The mechanism of the toxic action of nickel carbonyl has never been adequately explained, and the literature on the topic is dated (Sunderman and Kincaid, 1954). Some researchers have held the view that nickel carbonyl passes through the pulmonary epithelium unchanged (Amor, 1932). However, as nickel carbonyl is known to be reactive to a wide variety of nitrogen and phosphorous compounds, as well as oxidizing agents, it is not unreasonable to assume that it is probably reactive with biological materials (Sunderman and Kincaid, 1954). It is known to inhibit the utilization of adenosine triphosphate (ATP) in liver cells and brain capillaries (Joo, 1969; Sunderman, 1971). Following acute exposure to nickel carbonyl, sections of lung and liver tissue have been shown to contain a granular, brownish-black, noniron-staining pigment (Sunderman et al., 1959). It has not been established, however, whether these dark granules represent metallic nickel or the compound, itself. Sunderman et al. (1959) proposed that nickel carbonyl may dissociate in the lung to yield metallic nickel and carbon monoxide, each of which may act singly, or in combination with each other, to induce toxicity.
Evidence of chronic effects at levels of exposure below those which produce symptomatic acute toxicity is difficult to find. The only epidemiological study that investigated specifically the possible carcinogenic effect of nickel carbonyl (Morgan, 1992) was limited in power and confounding factors–such as exposures to certain oxidic and sulfidic nickel species–thereby clouding any interpretation regarding the contribution of nickel carbonyl, per se, to the carcinogenic risk.

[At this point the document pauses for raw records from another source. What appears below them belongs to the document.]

//! Tank War - headless native driver
//!
//! Runs one match with an autopilot at the keyboard and reports the result.
//! `RUST_LOG` controls how much of the match is logged.

// Allow print in the CLI binary
#![allow(clippy::print_stdout)]

use std::path::PathBuf;
use std::process::ExitCode;

use clap::Parser;
use rand::{Rng, SeedableRng};
use rand_pcg::Pcg32;

use tank_war::MatchConfig;
use tank_war::audio::{AudioManager, LogAudio};
use tank_war::consts::SIM_DT;
use tank_war::platform::{FixedStep, InputTracker, Key};
use tank_war::sim::{GamePhase, GameState, tick};

/// Tank War - defend the headquarters against waves of enemy tanks
#[derive(Parser, Debug)]
#[command(name = "tank-war")]
#[command(author, version, about, long_about = None)]
struct Args {
    /// Random seed (default: random)
    #[arg(short, long)]
    seed: Option<u64>,

    /// Maximum simulation ticks before giving up
    #[arg(short, long, default_value = "36000")]
    ticks: u64,

    /// JSON match configuration; missing fields keep their defaults
    #[arg(short, long)]
    config: Option<PathBuf>,
}

/// Presses keys the way a restless player would
struct Autopilot {
    rng: Pcg32,
    held: Option<Key>,
    fire_down: bool,
}

impl Autopilot {
    const DIRECTIONS: [Key; 4] = [Key::Up, Key::Down, Key::Left, Key::Right];

    fn new(seed: u64) -> Self {
        Self {
            rng: Pcg32::seed_from_u64(seed),
            held: None,
            fire_down: false,
        }
    }

    /// Feed one frame's worth of key events
    fn press(&mut self, input: &mut InputTracker, phase: GamePhase) {
        if phase == GamePhase::Start {
            input.key_down(Key::Start);
            return;
        }

        if self.fire_down {
            input.key_up(Key::Fire);
            self.fire_down = false;
        } else if self.rng.random_bool(0.2) {
            input.key_down(Key::Fire);
            self.fire_down = true;
        }

        if self.held.is_none() || self.rng.random_bool(1.0 / 30.0) {
            if let Some(key) = self.held.take() {
                input.key_up(key);
            }
            if self.rng.random_bool(0.85) {
                let key = Self::DIRECTIONS[self.rng.random_range(0..Self::DIRECTIONS.len())];
                input.key_down(key);
                self.held = Some(key);
            }
        }
    }

    /// Irregular frame times, as a real host would report them
    fn frame_dt(&mut self) -> f32 {
        self.rng.random_range(SIM_DT * 0.5..SIM_DT * 2.0)
    }
}

fn main() -> ExitCode {
    env_logger::init();
    let args = Args::parse();

    let config = match &args.config {
        Some(path) => MatchConfig::load(path),
        None => Ok(MatchConfig::default()),
    };
    let config = match config {
        Ok(config) => config,
        Err(e) => {
            log::error!("Invalid configuration: {}", e);
            return ExitCode::FAILURE;
        }
    };

    let seed = args.seed.unwrap_or_else(rand::random::<u64>);
    let mut state = match GameState::new(config, seed) {
        Ok(state) => state,
        Err(e) => {
            log::error!("Failed to build match: {}", e);
            return ExitCode::FAILURE;
        }
    };
    log::info!(
        "Tank War (headless) starting with seed {} on level {} ({}x{})",
        seed,
        state.map().level,
        state.map().cols(),
        state.map().rows()
    );

    let mut audio = AudioManager::new(Some(Box::new(LogAudio)));
    let mut input = InputTracker::new();
    let mut clock = FixedStep::new();
    let mut autopilot = Autopilot::new(seed ^ 0x5eed);
    let mut ticks = 0;

    'frames: while ticks < args.ticks {
        autopilot.press(&mut input, state.phase);
        for _ in 0..clock.advance(autopilot.frame_dt()) {
            let tick_input = input.take_input();
            tick(&mut state, &tick_input);
            audio.play_events(&state.events);
            ticks += 1;
            if state.outcome().is_some() || ticks >= args.ticks {
                break 'frames;
            }
        }
    }

    let result = match state.outcome() {
        Some(outcome) => format!("{:?}", outcome),
        None => "Unfinished".to_string(),
    };
    log::info!("Match ended after {} ticks: {}", state.time_ticks, result);
    println!(
        "seed={} result={} ticks={} enemies_destroyed={} lives={} level={} live_enemies={} projectiles={}",
        seed,
        result,
        state.time_ticks,
        state.enemies_destroyed,
        state.player.lives,
        state.player.tank.level,
        state.enemies.len(),
        state.projectile_count()
    );
    ExitCode::SUCCESS
}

In animals, as in humans, the lung is the primary target organ for exposure to nickel carbonyl regardless of route of administration, and the effects in animals are similar to those observed in humans. Experimental nickel carbonyl poisoning in animals has shown that the most severe pathological reactions are in the lungs with effects in brain and adrenal glands as well. Acute toxicity is of greatest concern. The LD50 in rats is 0.20 mg Ni/liter of air for 15 minutes or 0.12 mg/rat. Effects on the lung include severe pulmonary inflammation, alveolar cell hyperplasia and hypertrophy, and foci of adenomatous change.
With respect to carcinogenic effects, studies on the carcinogenicity of nickel carbonyl were performed prior to present day standardized testing protocols, but because of the extreme toxicity of this material, more recent studies are not likely to be conducted. Studies by Sunderman et al., (1959) and Sunderman and Donnelly (1965) have linked nickel carbonyl to respiratory cancer, but high rates of early mortality in these studies preclude a definitive evaluation. It would be desirable to have additional studies with less toxic levels of exposure permitting a higher proportion of the animals to survive. This would provide a more complete understanding of the spectrum of lung pathology produced by nickel carbonyl. Nevertheless, the deficiencies in these early studies preclude reaching any definitive conclusions regarding the carcinogenicity of nickel carbonyl via inhalation. Possible developmental toxicity effects are also of concern for nickel carbonyl. In a series of studies, Sunderman et al. (1979, 1980) demonstrated that nickel carbonyl, administered by inhalation (160-300 mg Ni/m3) or injection (before or a few days after implantation) produced various types of fetal malformations in hamsters and rats.